## ACTION ITEM
Look for the word "result" in the entries below, then copy every line that has it.

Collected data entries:
────────────────────────────────────────
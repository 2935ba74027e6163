//! Leaf iterator over a shared bit vector.
//!
//! Bit-vector iterators are the raw material of the fused
//! multi-bit-vector optimization: they expose their backing words (and
//! inversion flag) so a fused parent can batch-combine them directly.

use std::rc::Rc;

use marlin_bitvec::BitVector;
use marlin_types::{DocId, SharedMatchData, TermFieldHandle, Trinary};

use crate::search_iterator::{IteratorState, SearchIterator, SearchIteratorBox};

/// Shared view of a bit-vector iterator's backing data.
#[derive(Debug, Clone)]
pub struct BitVectorView {
    pub bits: Rc<BitVector>,
    pub inverted: bool,
    pub docid_limit: DocId,
}

/// Build a bit-vector leaf iterator. `match_target` names the scratch
/// row stamped with the doc id on unpack, when the term is ranked.
#[must_use]
pub fn create(
    bits: Rc<BitVector>,
    docid_limit: DocId,
    match_target: Option<(SharedMatchData, TermFieldHandle)>,
    strict: bool,
    inverted: bool,
) -> SearchIteratorBox {
    Box::new(BitVectorIterator {
        state: IteratorState::default(),
        bits,
        inverted,
        docid_limit,
        strict,
        match_target,
    })
}

#[derive(Debug)]
pub struct BitVectorIterator {
    state: IteratorState,
    bits: Rc<BitVector>,
    inverted: bool,
    docid_limit: DocId,
    strict: bool,
    match_target: Option<(SharedMatchData, TermFieldHandle)>,
}

impl BitVectorIterator {
    fn contains(&self, doc_id: DocId) -> bool {
        self.bits.test_bit(doc_id) != self.inverted
    }
}

impl SearchIterator for BitVectorIterator {
    fn state(&self) -> &IteratorState {
        &self.state
    }

    fn state_mut(&mut self) -> &mut IteratorState {
        &mut self.state
    }

    fn init_range(&mut self, begin_id: DocId, end_id: DocId) {
        self.state = IteratorState::for_range(begin_id, end_id.min(self.docid_limit));
        if self.strict {
            self.do_seek(begin_id);
        }
    }

    fn do_seek(&mut self, doc_id: DocId) {
        if self.state.is_past_end(doc_id) {
            self.state.set_at_end();
            return;
        }
        if self.strict {
            let next = if self.inverted {
                self.bits.next_false_bit(doc_id)
            } else {
                self.bits.next_true_bit(doc_id)
            };
            if self.state.is_past_end(next) {
                self.state.set_at_end();
            } else {
                self.state.set_doc_id(next);
            }
        } else if self.contains(doc_id) {
            self.state.set_doc_id(doc_id);
        }
    }

    fn do_unpack(&mut self, doc_id: DocId) {
        if let Some((md, handle)) = &self.match_target {
            md.borrow_mut()
                .term_field_mut(*handle)
                .reset_only_doc_id(doc_id);
        }
    }

    fn is_strict(&self) -> Trinary {
        Trinary::from_bool(self.strict)
    }

    fn get_hits(&mut self, begin_id: DocId) -> BitVector {
        BitVector::from_view(
            begin_id,
            self.state.end_id(),
            self.bits.words(),
            self.inverted,
        )
    }

    fn and_hits_into(&mut self, result: &mut BitVector, begin_id: DocId) {
        if self.inverted {
            result.and_not_with(&self.bits);
        } else {
            result.and_with(&self.bits);
        }
        let _ = begin_id;
    }

    fn or_hits_into(&mut self, result: &mut BitVector, begin_id: DocId) {
        if self.inverted {
            let hits = self.get_hits(begin_id);
            result.or_with(&hits);
        } else {
            result.or_with(&self.bits);
        }
    }

    fn is_bit_vector(&self) -> bool {
        true
    }

    fn bit_vector_view(&self) -> Option<BitVectorView> {
        Some(BitVectorView {
            bits: Rc::clone(&self.bits),
            inverted: self.inverted,
            docid_limit: self.docid_limit,
        })
    }

    fn name(&self) -> &'static str {
        "BitVectorIterator"
    }
}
────────────────────────────────────────
## PROBLEM SOLUTION
    fn and_hits_into(&mut self, result: &mut BitVector, begin_id: DocId) {
            result.and_not_with(&self.bits);
            result.and_with(&self.bits);
    fn or_hits_into(&mut self, result: &mut BitVector, begin_id: DocId) {
            result.or_with(&hits);
            result.or_with(&self.bits);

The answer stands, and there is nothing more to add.